Nothing should be left out. Transcribe the entries exactly as written.

[Records shown Boundary: Start]

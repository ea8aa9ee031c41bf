//! Room configuration and state machine.

use serde::{Deserialize, Serialize};
use tilematch_tick::TickConfig;

// ---------------------------------------------------------------------------
// RoomConfig
// ---------------------------------------------------------------------------

/// Configuration for a room instance.
#[derive(Debug, Clone, Serialize, Deserialize)]
pub struct RoomConfig {
    /// Players needed before the match is set up. Whoever is in the room
    /// at that moment becomes the starting roster.
    pub min_players: usize,

    /// Maximum players allowed in the room.
    pub max_players: usize,

    /// Engine updates per second.
    pub tick_rate_hz: u32,

    /// Whether spectators may watch.
    pub allow_spectators: bool,

    /// Maximum number of spectators (0 = unlimited when allowed).
    pub max_spectators: usize,

    /// Capacity of the command channel. Senders wait when it is full.
    pub channel_size: usize,
}

impl Default for RoomConfig {
    fn default() -> Self {
        Self {
            min_players: 1,
            max_players: 4,
            tick_rate_hz: 10,
            allow_spectators: true,
            max_spectators: 0,
            channel_size: 64,
        }
    }
}

impl RoomConfig {
    /// Scheduler settings for this room's tick loop.
    pub fn tick_config(&self) -> TickConfig {
        TickConfig::with_rate(self.tick_rate_hz)
    }
}

// ---------------------------------------------------------------------------
// RoomState
// ---------------------------------------------------------------------------

/// The lifecycle state of a room.
///
/// ```text
/// WaitingForPlayers → InProgress → Finished
/// ```
///
/// - **WaitingForPlayers**: fewer than `min_players` have joined; no
///   match state exists yet.
/// - **InProgress**: the match is set up and the tick loop is running.
///   Players may still join and leave.
/// - **Finished**: someone reached the win threshold. The final state
///   stays readable and frozen; no joins, no ticks. A player may still
///   leave, which only drops their subscription.
///
/// Shutdown can happen from any state and ends the actor, so it is not a
/// state of its own.
#[derive(Debug, Clone, Copy, PartialEq, Eq, Serialize, Deserialize)]
pub enum RoomState {
    WaitingForPlayers,
    InProgress,
    Finished,
}

impl RoomState {
    /// Returns `true` if the room is accepting new players.
    pub fn is_joinable(&self) -> bool {
        matches!(self, Self::WaitingForPlayers | Self::InProgress)
    }

    /// The only state this one may move to, if any.
    pub fn next(self) -> Option<Self> {
        match self {
            Self::WaitingForPlayers => Some(Self::InProgress),
            Self::InProgress => Some(Self::Finished),
            Self::Finished => None,
        }
    }

    pub fn can_transition_to(self, target: Self) -> bool {
        self.next() == Some(target)
    }
}

impl std::fmt::Display for RoomState {
    fn fmt(&self, f: &mut std::fmt::Formatter<'_>) -> std::fmt::Result {
        match self {
            Self::WaitingForPlayers => write!(f, "WaitingForPlayers"),
            Self::InProgress => write!(f, "InProgress"),
            Self::Finished => write!(f, "Finished"),
        }
    }
}

#[cfg(test)]
mod tests {
    use super::*;

    #[test]
    fn test_room_state_next_follows_strict_order() {
        assert_eq!(RoomState::WaitingForPlayers.next(), Some(RoomState::InProgress));
        assert_eq!(RoomState::InProgress.next(), Some(RoomState::Finished));
        assert_eq!(RoomState::Finished.next(), None);
    }

    #[test]
    fn test_room_state_can_transition_to() {
        assert!(RoomState::WaitingForPlayers.can_transition_to(RoomState::InProgress));
        assert!(!RoomState::WaitingForPlayers.can_transition_to(RoomState::Finished));
        assert!(!RoomState::Finished.can_transition_to(RoomState::InProgress));
    }

    #[test]
    fn test_late_joins_allowed_until_finished() {
        assert!(RoomState::WaitingForPlayers.is_joinable());
        assert!(RoomState::InProgress.is_joinable());
        assert!(!RoomState::Finished.is_joinable());
    }

    #[test]
    fn test_room_config_default() {
        let config = RoomConfig::default();
        assert_eq!(config.min_players, 1);
        assert_eq!(config.max_players, 4);
        assert_eq!(config.tick_rate_hz, 10);
        assert!(config.allow_spectators);
        assert_eq!(config.tick_config().tick_rate_hz, 10);
    }
}
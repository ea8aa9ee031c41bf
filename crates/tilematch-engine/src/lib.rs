//! Round lifecycle engine for Tilematch.
//!
//! Players cycle the colours of cells on their own grid, racing to
//! reproduce a shared target pattern. This crate is the only thing that
//! writes game state: the host runtime hands it a [`GameState`] by
//! mutable reference for each notification ("action received", "player
//! joined/left", "time advanced") and broadcasts whatever comes back.
//!
//! # Key types
//!
//! - [`RoundEngine`]: the transition functions, holding the injected
//!   [`Clock`] and random source
//! - [`GameState`]: the shared aggregate, read-only outside this crate
//! - [`Phase`]: which of pre-game / in-progress / round-over / match-over
//!   is active
//! - [`Pattern`]: a fixed-length grid of colour indices
//! - [`RoundConfig`]: timing and grid constants
//! - [`InvalidAction`]: why an action was rejected
//!
//! Nothing here blocks or spawns: every call is synchronous, bounded by
//! grid or roster size, and either applies completely or is rejected
//! before touching the state.

mod clock;
mod config;
mod engine;
mod error;
mod pattern;
mod state;

pub use clock::{Clock, ManualClock};
pub use config::{
    ALL_READY_START_MILLIS, COLOUR_COUNT, FORCE_START_MILLIS, GRID_SIZE, ROUND_START_MILLIS,
    RoundConfig, WINNING_SCORE,
};
pub use engine::RoundEngine;
pub use error::InvalidAction;
pub use pattern::Pattern;
pub use state::{GameState, Phase};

[Records shown Boundary: End]

> [Finished exercise]:
repository ea8aa9ee031c41bf
//! Room configuration and state machine.

use serde::{Deserialize, Serialize};
use tilematch_tick::TickConfig;

// ---------------------------------------------------------------------------
// RoomConfig
// ---------------------------------------------------------------------------

/// Configuration for a room instance.
#[derive(Debug, Clone, Serialize, Deserialize)]
pub struct RoomConfig {
    /// Players needed before the match is set up. Whoever is in the room
    /// at that moment becomes the starting roster.
    pub min_players: usize,

    /// Maximum players allowed in the room.
    pub max_players: usize,

    /// Engine updates per second.
    pub tick_rate_hz: u32,

    /// Whether spectators may watch.
    pub allow_spectators: bool,

    /// Maximum number of spectators (0 = unlimited when allowed).
    pub max_spectators: usize,

    /// Capacity of the command channel. Senders wait when it is full.
    pub channel_size: usize,
}

impl Default for RoomConfig {
    fn default() -> Self {
        Self {
            min_players: 1,
            max_players: 4,
            tick_rate_hz: 10,
            allow_spectators: true,
            max_spectators: 0,
            channel_size: 64,
        }
    }
}

impl RoomConfig {
    /// Scheduler settings for this room's tick loop.
    pub fn tick_config(&self) -> TickConfig {
        TickConfig::with_rate(self.tick_rate_hz)
    }
}

// ---------------------------------------------------------------------------
// RoomState
// ---------------------------------------------------------------------------

/// The lifecycle state of a room.
///
/// ```text
/// WaitingForPlayers → InProgress → Finished
/// ```
///
/// - **WaitingForPlayers**: fewer than `min_players` have joined; no
///   match state exists yet.
/// - **InProgress**: the match is set up and the tick loop is running.
///   Players may still join and leave.
/// - **Finished**: someone reached the win threshold. The final state
///   stays readable and frozen; no joins, no ticks. A player may still
///   leave, which only drops their subscription.
///
/// Shutdown can happen from any state and ends the actor, so it is not a
/// state of its own.
#[derive(Debug, Clone, Copy, PartialEq, Eq, Serialize, Deserialize)]
pub enum RoomState {
    WaitingForPlayers,
    InProgress,
    Finished,
}

impl RoomState {
    /// Returns `true` if the room is accepting new players.
    pub fn is_joinable(&self) -> bool {
        matches!(self, Self::WaitingForPlayers | Self::InProgress)
    }

    /// The only state this one may move to, if any.
    pub fn next(self) -> Option<Self> {
        match self {
            Self::WaitingForPlayers => Some(Self::InProgress),
            Self::InProgress => Some(Self::Finished),
            Self::Finished => None,
        }
    }

    pub fn can_transition_to(self, target: Self) -> bool {
        self.next() == Some(target)
    }
}

impl std::fmt::Display for RoomState {
    fn fmt(&self, f: &mut std::fmt::Formatter<'_>) -> std::fmt::Result {
        match self {
            Self::WaitingForPlayers => write!(f, "WaitingForPlayers"),
            Self::InProgress => write!(f, "InProgress"),
            Self::Finished => write!(f, "Finished"),
        }
    }
}

#[cfg(test)]
mod tests {
    use super::*;

    #[test]
    fn test_room_state_next_follows_strict_order() {
        assert_eq!(RoomState::WaitingForPlayers.next(), Some(RoomState::InProgress));
        assert_eq!(RoomState::InProgress.next(), Some(RoomState::Finished));
        assert_eq!(RoomState::Finished.next(), None);
    }

    #[test]
    fn test_room_state_can_transition_to() {
        assert!(RoomState::WaitingForPlayers.can_transition_to(RoomState::InProgress));
        assert!(!RoomState::WaitingForPlayers.can_transition_to(RoomState::Finished));
        assert!(!RoomState::Finished.can_transition_to(RoomState::InProgress));
    }

    #[test]
    fn test_late_joins_allowed_until_finished() {
        assert!(RoomState::WaitingForPlayers.is_joinable());
        assert!(RoomState::InProgress.is_joinable());
        assert!(!RoomState::Finished.is_joinable());
    }

    #[test]
    fn test_room_config_default() {
        let config = RoomConfig::default();
        assert_eq!(config.min_players, 1);
        assert_eq!(config.max_players, 4);
        assert_eq!(config.tick_rate_hz, 10);
        assert!(config.allow_spectators);
        assert_eq!(config.tick_config().tick_rate_hz, 10);
    }
}
repository ea8aa9ee031c41bf
filename crates/tilematch-engine/src/lib.rs
//! Round lifecycle engine for Tilematch.
//!
//! Players cycle the colours of cells on their own grid, racing to
//! reproduce a shared target pattern. This crate is the only thing that
//! writes game state: the host runtime hands it a [`GameState`] by
//! mutable reference for each notification ("action received", "player
//! joined/left", "time advanced") and broadcasts whatever comes back.
//!
//! # Key types
//!
//! - [`RoundEngine`]: the transition functions, holding the injected
//!   [`Clock`] and random source
//! - [`GameState`]: the shared aggregate, read-only outside this crate
//! - [`Phase`]: which of pre-game / in-progress / round-over / match-over
//!   is active
//! - [`Pattern`]: a fixed-length grid of colour indices
//! - [`RoundConfig`]: timing and grid constants
//! - [`InvalidAction`]: why an action was rejected
//!
//! Nothing here blocks or spawns: every call is synchronous, bounded by
//! grid or roster size, and either applies completely or is rejected
//! before touching the state.

mod clock;
mod config;
mod engine;
mod error;
mod pattern;
mod state;

pub use clock::{Clock, ManualClock};
pub use config::{
    ALL_READY_START_MILLIS, COLOUR_COUNT, FORCE_START_MILLIS, GRID_SIZE, ROUND_START_MILLIS,
    RoundConfig, WINNING_SCORE,
};
pub use engine::RoundEngine;
pub use error::InvalidAction;
pub use pattern::Pattern;
pub use state::{GameState, Phase};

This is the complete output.